As tablet market hits a wall, Apple looks to IBM alliance to reignite iPad growth

“Apple Inc’s iPad is losing steam just four years after its release, but an alliance with International Business Machines Corp could rejuvenate a flagging product by entering into a largely untapped corporate market,” Christina Farr reports for Reuters. “Apple shipped 13.2 million iPads in the June quarter, 8 percent fewer than a year earlier and lagging Wall Street’s forecast for 14 million or more. Sales of the device, which accounted for 15 percent of revenue, fell short of Wall Street’s expectations for the second quarter in a row.”

“Apple helped create the tablet market in 2010 with its first iPad. But growth has plummeted from 2012, as larger phones became more popular and people delayed replacing their tablets,” Farr reports. “Chief Executive Officer Tim Cook described iPad sales as ‘very bifurcated’ – they continue to grow at 50 percent or above in emerging markets such as the Middle East and China, but in developed countries like the United States, the ‘market is weaker.'”

“Research firm IDC lowered its forecast for 2014 worldwide tablet demand growth to 12.1 percent – a fraction of the 51.8 percent expansion of 2013,” Farr reports. “‘The tablet market globally has really hit a wall,’ said Cantor Fitzgerald analyst Brian White. Another threat to iPad sales may come from within. Apple is expected to introduce a larger 5.5-inch (14.0-cm) iPhone in the fall. At those dimensions, the iPhone would begin closing in on the 7.8-inch (19.8-cm) iPad mini. ‘You have the negative impact of the larger screen iPhone and what that would do to iPad mini,’ said Piper Jaffray analyst Gene Munster. ‘You’re going to get a larger screen iPhone before you’ll get contributions from the IBM partnership.'”

Read more in the full article here.

MacDailyNews Take: People aren’t “delaying” iPad purchases. iPads simply have a longer lifespan than some people expected. They are not smartphones. There is no driving need to replace them every 24 months or sooner. The length of the iPad replacement cycle is closer to a Mac’s than to an iPhone’s.


  1. I would have to agree. I have an iPad mini retina display and I have no reason to replace it any time soon.

    I like this format better than the full sized iPad . Simply a matter of personal choice / need.

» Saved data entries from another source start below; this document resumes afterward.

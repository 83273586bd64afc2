//! Chat relay loop: chat events in, overlay events out.

use twitch_client::{CatalogFetcher, ChatEvent, IrcClient};

use crate::app::SharedState;
use crate::session::{CatalogUpdate, SessionAction};

/// Connect to chat and relay events until shutdown.
pub async fn run_chat_relay(state: SharedState) {
    let config = state.config().clone();
    let fetcher = CatalogFetcher::new(config.helix_credentials());
    if !fetcher.has_credentials() {
        tracing::info!("Twitch credentials not configured; chat badges disabled");
    }

    let (mut events, irc_shutdown) = IrcClient::connect(config.irc_config());
    state.set_irc_shutdown(irc_shutdown).await;

    let shutdown = state.shutdown_token().clone();
    loop {
        tokio::select! {
            _ = shutdown.cancelled() => {
                tracing::info!("Chat relay stopping");
                return;
            }
            event = events.recv() => {
                let Some(event) = event else {
                    tracing::warn!("Chat connection ended");
                    return;
                };
                dispatch(&state, &fetcher, event).await;
            }
        }
    }
}

/// Feed one event through the session and act on the result.
pub async fn dispatch(state: &SharedState, fetcher: &CatalogFetcher, event: ChatEvent) {
    let output = {
        // Broadcast under the write lock so a connecting overlay sees each
        // line either in its history snapshot or live, never both.
        let mut session = state.session().write().await;
        let output = session.handle(event);
        for event in &output.events {
            state.broadcast(event);
        }
        output
    };

    for action in output.actions {
        let state = state.clone();
        let fetcher = fetcher.clone();
        tokio::spawn(async move { refresh_catalog(state, fetcher, action).await });
    }
}

async fn refresh_catalog(state: SharedState, fetcher: CatalogFetcher, action: SessionAction) {
    let bttv_enabled = state.config().bttv_enabled;
    let connection = action.connection();
    let mut updates = Vec::new();

    match action {
        SessionAction::RefreshGlobalCatalog { .. } => {
            if bttv_enabled {
                match fetcher.bttv_global_emotes().await {
                    Ok(tokens) => updates.push(CatalogUpdate::GlobalTokens(tokens)),
                    Err(e) => tracing::warn!(error = %e, "Failed to fetch global BTTV emotes"),
                }
            }
            match fetcher.global_badges().await {
                Ok(badges) => updates.push(CatalogUpdate::GlobalBadges(badges)),
                Err(e) => tracing::warn!(error = %e, "Failed to fetch global badges"),
            }
        }
        SessionAction::RefreshChannelCatalog {
            channel, room_id, ..
        } => {
            if bttv_enabled {
                match fetcher.bttv_channel_emotes(&room_id).await {
                    Ok(tokens) => updates.push(CatalogUpdate::ChannelTokens {
                        channel: channel.clone(),
                        tokens,
                    }),
                    Err(e) => {
                        tracing::warn!(error = %e, channel, "Failed to fetch channel BTTV emotes")
                    }
                }
            }
            match fetcher.channel_badges(&room_id).await {
                Ok(badges) => updates.push(CatalogUpdate::ChannelBadges { channel, badges }),
                Err(e) => tracing::warn!(error = %e, channel, "Failed to fetch channel badges"),
            }
        }
    }

    if updates.is_empty() {
        return;
    }
    let mut session = state.session().write().await;
    for update in updates {
        session.apply_catalog(connection, update);
    }
}

#[cfg(test)]
mod tests {
    use twitch_client::ChatMessage;

    use super::*;
    use crate::config::AppConfig;
    use crate::session::LogEntry;

    fn offline_fetcher() -> CatalogFetcher {
        CatalogFetcher::with_base_urls("http://127.0.0.1:9", "http://127.0.0.1:9", None)
    }

    #[tokio::test]
    async fn dispatch_broadcasts_chat_line() {
        let state = SharedState::new(AppConfig::default());
        let mut rx = state.subscribe_ws();

        let event = ChatEvent::Message(ChatMessage {
            channel: "basetradetv".into(),
            message_id: "m1".into(),
            user_id: "1".into(),
            room_id: "2".into(),
            login: "viewer".into(),
            display_name: "Viewer".into(),
            color: "#FF0000".into(),
            badges: vec![],
            emotes: "25:3-7".into(),
            bits: None,
            text: "gg Kappa".into(),
            is_action: false,
            sent_at: None,
        });
        dispatch(&state, &offline_fetcher(), event).await;

        let json: serde_json::Value = serde_json::from_str(&rx.recv().await.unwrap()).unwrap();
        assert_eq!(json["type"], "chat-line");
        assert_eq!(json["data"]["name"], "Viewer");
        assert_eq!(json["data"]["segments"][0]["text"], "gg ");
        assert_eq!(json["data"]["segments"][1]["code"], "Kappa");
        assert_eq!(state.session().read().await.log_len(), 1);
    }

    #[tokio::test]
    async fn dispatch_timeout_broadcasts_removal() {
        let state = SharedState::new(AppConfig::default());
        let mut rx = state.subscribe_ws();

        dispatch(
            &state,
            &offline_fetcher(),
            ChatEvent::Timeout {
                channel: "basetradetv".into(),
                username: "spammer".into(),
            },
        )
        .await;

        let json: serde_json::Value = serde_json::from_str(&rx.recv().await.unwrap()).unwrap();
        assert_eq!(json["type"], "remove-lines");
        assert_eq!(json["data"]["username"], "spammer");
    }

    fn line(id: &str) -> ChatEvent {
        ChatEvent::Message(ChatMessage {
            channel: "basetradetv".into(),
            message_id: id.into(),
            user_id: "1".into(),
            room_id: "2".into(),
            login: "viewer".into(),
            display_name: "Viewer".into(),
            color: String::new(),
            badges: vec![],
            emotes: String::new(),
            bits: None,
            text: format!("line {id}"),
            is_action: false,
            sent_at: None,
        })
    }

    #[tokio::test]
    async fn joining_overlay_gets_each_line_once() {
        let state = SharedState::new(AppConfig::default());
        let fetcher = offline_fetcher();
        dispatch(&state, &fetcher, line("m1")).await;

        // Dispatch races the subscription from another task.
        let racer = {
            let state = state.clone();
            let fetcher = fetcher.clone();
            tokio::spawn(async move { dispatch(&state, &fetcher, line("m2")).await })
        };
        let (mut rx, history) = state.subscribe_with_history().await;
        racer.await.unwrap();
        dispatch(&state, &fetcher, line("m3")).await;

        let mut seen: Vec<String> = history
            .iter()
            .filter_map(|entry| match entry {
                LogEntry::Chat(line) => Some(line.message_id.clone()),
                LogEntry::Admin(_) => None,
            })
            .collect();
        while let Ok(text) = rx.try_recv() {
            let json: serde_json::Value = serde_json::from_str(&text).unwrap();
            if json["type"] == "chat-line" {
                seen.push(json["data"]["messageId"].as_str().unwrap().to_string());
            }
        }
        assert_eq!(seen, vec!["m1", "m2", "m3"]);
    }
}
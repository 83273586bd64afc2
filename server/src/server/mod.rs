pub mod router;
pub mod websocket;

use crate::app::SharedState;
use anyhow::Result;

/// Start the axum HTTP + WebSocket server.
pub async fn start_server(state: SharedState) -> Result<()> {
    let port = state.server_port();
    let shutdown_token = state.shutdown_token().clone();
    let app = router::create_router(state);

    let addr = format!("0.0.0.0:{}", port);
    let listener = tokio::net::TcpListener::bind(&addr).await?;
    tracing::info!("Overlay server listening on http://{}", addr);

    axum::serve(listener, app.into_make_service())
        .with_graceful_shutdown(async move { shutdown_token.cancelled().await })
        .await?;

    Ok(())
}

  2. MDN take is spot on. Still using my iPad 2 over three years and it still works fine. Fingerprint id that is tied into security over payments would however cause me and many others to consider upgrading. Apples drive of the technology will drive the hardware upgrade cycle. They need compelling new technologies to drive hardware.

  3. Well, whatever this says about the iPad’s quality as a product, it’s also clear that from a business strategy standpoint, Apple was basing some of its business decisions on an assumption that people would replace their iPads more often than they are, and now that it’s becoming clear that iPads have a longer lifespan than originally anticipated, Apple’s going to have to adjust its strategy to accommodate for that.

    Don’t get me wrong – it’s a good thing that iPads are able to last longer. It also means that Apple won’t sell as many of them as frequently.

  4. I just bought my first iPad back in April with a 128GB Air on AT&T. Never really needed one – and still don’t, to be honest – but I’m planning on buying my wife an iPad mini for her birthday in the fall. I like the full-size Air as a backup for DJing off my MacBooks but the mini seems to be a better size for general use.

  5. I’m happy with my hand-me-down iPad 1, which still fits my work and leisure needs. Looking to get an iPad mini as a more portable and future-proof addition.

  6. The replacement cycle on the iPhone was driven by the carrier-subsidized pricing scheme. It didn’t cost anything to upgrade, since you could sell your old device to cover the upfront cost for the new device, and you didn’t save anything by not upgrading, since the carriers kept charging the same monthly fee. I think the new carrier pricing models will impact the iPhone replacement cycle.

    Instead of a negative, the longer iPad replacement cycle should be viewed as a testament to the durability and robustness of Apple products.

    In my case, there will come a time when the next iOS release will not be supported. That’s replacement time. Although, I do like the Lightning connector on my phone a lot better than the old Dock connector. Yeah! That’ll work! Honey, we need new iPads! Now!

  7. I don’t think the iPad market is hitting a wall, I just think analysts have underestimated how long people would be holding onto them. They’re not cheap and people are tending to keep them as far longer than they keep their phones.

    I think it’s time the analysts revise their expectations of a market they know virtually nothing about. Four years of history is far too short a period of time from which to gather enough data to make predictions.

  8. Enterprise will have to get used to the loss of legacy hardware and much faster upgrade cycle if they are going to upgrade their PC laptops for iPads.

    By the time most companies would have finished their internal needs review a new model and iOS version will be upon them!